(EXERCISE BRIEF) Your answer should be one number: the count of lines below that contain "when".

(GIVEN RECORDS)

--- START ---

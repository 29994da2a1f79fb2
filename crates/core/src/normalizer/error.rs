//! Error types for the normalizer module.

use std::path::PathBuf;
use thiserror::Error;

/// Errors that can occur during normalization.
#[derive(Debug, Error)]
pub enum NormalizeError {
    /// FFmpeg binary not found.
    #[error("FFmpeg not found at path: {path}")]
    FfmpegNotFound { path: PathBuf },

    /// Input file not found.
    #[error("Input file not found: {path}")]
    InputNotFound { path: PathBuf },

    /// The backend process failed.
    #[error("Normalization failed: {reason}")]
    NormalizationFailed {
        reason: String,
        stderr: Option<String>,
    },

    /// Loudness target outside what the backend accepts.
    #[error("Invalid loudness target: {reason}")]
    InvalidTarget { reason: String },

    /// I/O error around the conversion.
    #[error("I/O error: {0}")]
    Io(#[from] std::io::Error),
}

impl NormalizeError {
    /// Creates a normalization failed error with stderr output.
    pub fn normalization_failed(reason: impl Into<String>, stderr: Option<String>) -> Self {
        Self::NormalizationFailed {
            reason: reason.into(),
            stderr,
        }
    }

    /// Creates an invalid target error.
    pub fn invalid_target(reason: impl Into<String>) -> Self {
        Self::InvalidTarget {
            reason: reason.into(),
        }
    }
}
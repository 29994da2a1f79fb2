//! Mock audio fetcher for testing.

use async_trait::async_trait;
use std::collections::HashSet;
use std::path::{Path, PathBuf};
use std::sync::atomic::{AtomicUsize, Ordering};
use std::sync::Arc;
use std::time::Duration;
use tokio::sync::RwLock;

use crate::fetcher::{AudioFetcher, FetchError};

/// Decrements the in-flight counter even when the fetch future is dropped.
struct InFlight<'a>(&'a AtomicUsize);

impl Drop for InFlight<'_> {
    fn drop(&mut self) {
        self.0.fetch_sub(1, Ordering::SeqCst);
    }
}

/// Mock implementation of the AudioFetcher trait.
///
/// Writes `<stem>.mp3` containing the locator, so different sources give
/// different bytes. Tracks peak concurrency for pool tests.
#[derive(Debug, Default)]
pub struct MockFetcher {
    /// Locators that always fail.
    failing: Arc<RwLock<HashSet<String>>>,
    /// If set, the next fetch will fail with this error.
    next_error: Arc<RwLock<Option<FetchError>>>,
    /// Simulated download time.
    delay: Arc<RwLock<Option<Duration>>>,
    /// Locators fetched successfully, in completion order.
    fetched: Arc<RwLock<Vec<String>>>,
    calls: AtomicUsize,
    in_flight: AtomicUsize,
    max_in_flight: AtomicUsize,
}

impl MockFetcher {
    /// Create a new mock fetcher that succeeds for every locator.
    pub fn new() -> Self {
        Self::default()
    }

    /// Make every fetch of `locator` fail.
    pub async fn fail_locator(&self, locator: &str) {
        self.failing.write().await.insert(locator.to_string());
    }

    /// Make the next fetch fail.
    pub async fn set_next_error(&self, error: FetchError) {
        *self.next_error.write().await = Some(error);
    }

    /// Delay every fetch.
    pub async fn set_delay(&self, delay: Duration) {
        *self.delay.write().await = Some(delay);
    }

    /// Number of fetches attempted.
    pub fn call_count(&self) -> usize {
        self.calls.load(Ordering::SeqCst)
    }

    /// Highest number of concurrent fetches seen.
    pub fn max_in_flight(&self) -> usize {
        self.max_in_flight.load(Ordering::SeqCst)
    }

    /// Locators fetched successfully.
    pub async fn fetched(&self) -> Vec<String> {
        self.fetched.read().await.clone()
    }

    /// Content written for `locator`.
    pub fn content_for(locator: &str) -> Vec<u8> {
        format!("mock-audio:{}", locator).into_bytes()
    }
}

#[async_trait]
impl AudioFetcher for MockFetcher {
    fn name(&self) -> &str {
        "mock"
    }

    async fn fetch(&self, locator: &str, stem: &Path) -> Result<PathBuf, FetchError> {
        self.calls.fetch_add(1, Ordering::SeqCst);
        let current = self.in_flight.fetch_add(1, Ordering::SeqCst) + 1;
        let _guard = InFlight(&self.in_flight);
        self.max_in_flight.fetch_max(current, Ordering::SeqCst);

        let delay = *self.delay.read().await;
        if let Some(delay) = delay {
            tokio::time::sleep(delay).await;
        }

        if let Some(error) = self.next_error.write().await.take() {
            return Err(error);
        }
        if self.failing.read().await.contains(locator) {
            return Err(FetchError::backend_failed(
                format!("mock failure for {}", locator),
                None,
            ));
        }

        if let Some(parent) = stem.parent() {
            tokio::fs::create_dir_all(parent).await?;
        }
        let mut name = stem.as_os_str().to_os_string();
        name.push(".mp3");
        let path = PathBuf::from(name);
        tokio::fs::write(&path, Self::content_for(locator)).await?;

        self.fetched.write().await.push(locator.to_string());
        Ok(path)
    }
}
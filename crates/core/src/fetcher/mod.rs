//! Retrieval of raw audio for a source locator.

mod ytdlp;

pub use ytdlp::{FetcherConfig, YtDlpFetcher};

use async_trait::async_trait;
use std::path::{Path, PathBuf};
use thiserror::Error;

/// Errors that can occur while fetching audio.
#[derive(Debug, Error)]
pub enum FetchError {
    #[error("Failed to launch {program}: {source}")]
    Launch {
        program: PathBuf,
        #[source]
        source: std::io::Error,
    },

    #[error("Fetch failed: {reason}")]
    BackendFailed {
        reason: String,
        stderr: Option<String>,
    },

    /// The backend reported success but the expected file is not there.
    #[error("Fetched file not found: {path}")]
    MissingOutput { path: PathBuf },

    #[error("I/O error: {0}")]
    Io(#[from] std::io::Error),
}

impl FetchError {
    pub fn backend_failed(reason: impl Into<String>, stderr: Option<String>) -> Self {
        Self::BackendFailed {
            reason: reason.into(),
            stderr,
        }
    }
}

/// Downloads audio for a locator.
#[async_trait]
pub trait AudioFetcher: Send + Sync {
    /// Name of this fetcher, for logs.
    fn name(&self) -> &str;

    /// Fetches `locator` to `stem` plus a backend-chosen extension and returns
    /// the path of the produced file.
    async fn fetch(&self, locator: &str, stem: &Path) -> Result<PathBuf, FetchError>;

    /// Checks that the backend is usable.
    async fn validate(&self) -> Result<(), FetchError> {
        Ok(())
    }
}
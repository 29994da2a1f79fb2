//! Batch coordinator.
//!
//! Fetches a playlist once, then runs every track through a
//! [`TrackPipeline`](crate::pipeline::TrackPipeline) on a bounded worker pool.
//! Single-track failures are collected in the report; only a failed playlist
//! query or an unusable output directory fails the batch.

mod config;
mod runner;
mod types;

pub use config::BatchConfig;
pub use runner::BatchCoordinator;
pub use types::{
    BatchError, BatchProgress, BatchReport, BatchRequest, BatchSummary, ProgressCallback,
    StopHandle, TrackOutcome,
};
//! Testing utilities and mock implementations of every collaborator trait.
//!
//! The mocks run the whole pipeline against a temporary directory without
//! network access or external tools.
//!
//! # Example
//!
//! ```rust,ignore
//! use steep_core::testing::{fixtures, MockCatalog, MockFetcher, MockSearch};
//!
//! let catalog = MockCatalog::new();
//! catalog.set_tracks(fixtures::sample_tracks(3)).await;
//!
//! let fetcher = MockFetcher::new();
//! fetcher.fail_locator("https://source.test/1").await;
//! ```

mod mock_catalog;
mod mock_fetcher;
mod mock_normalizer;
mod mock_search;
mod mock_tag_writer;

pub use mock_catalog::{MockCatalog, MockGenreLookup};
pub use mock_fetcher::MockFetcher;
pub use mock_normalizer::MockNormalizer;
pub use mock_search::MockSearch;
pub use mock_tag_writer::{MockTagWriter, RecordedTagWrite};

/// Test fixtures and helper functions.
pub mod fixtures {
    use crate::searcher::SourceCandidate;
    use crate::track::TrackDescriptor;

    /// A well-formed playlist reference.
    pub const PLAYLIST_REF: &str = "https://open.spotify.com/playlist/37i9dQZF1DXcBWIGoYBM5M";

    /// Create a track with an album named after the artist.
    pub fn track(title: &str, artist: &str) -> TrackDescriptor {
        TrackDescriptor::new(title, artist, format!("{} Greatest Hits", artist))
    }

    /// `count` distinct tracks.
    pub fn sample_tracks(count: usize) -> Vec<TrackDescriptor> {
        (1..=count)
            .map(|i| track(&format!("Track {}", i), &format!("Artist {}", i)))
            .collect()
    }

    /// Locator the mock search hands out for `track` when configured with
    /// [`candidate_for`].
    pub fn locator_for(track: &TrackDescriptor) -> String {
        format!(
            "https://source.test/{}",
            track.search_query().replace(' ', "+")
        )
    }

    /// Single-candidate search result for `track`.
    pub fn candidate_for(track: &TrackDescriptor) -> Vec<SourceCandidate> {
        vec![SourceCandidate::new(locator_for(track))]
    }
}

--- END ---

(RESPONSE TO THE EXERCISE) 2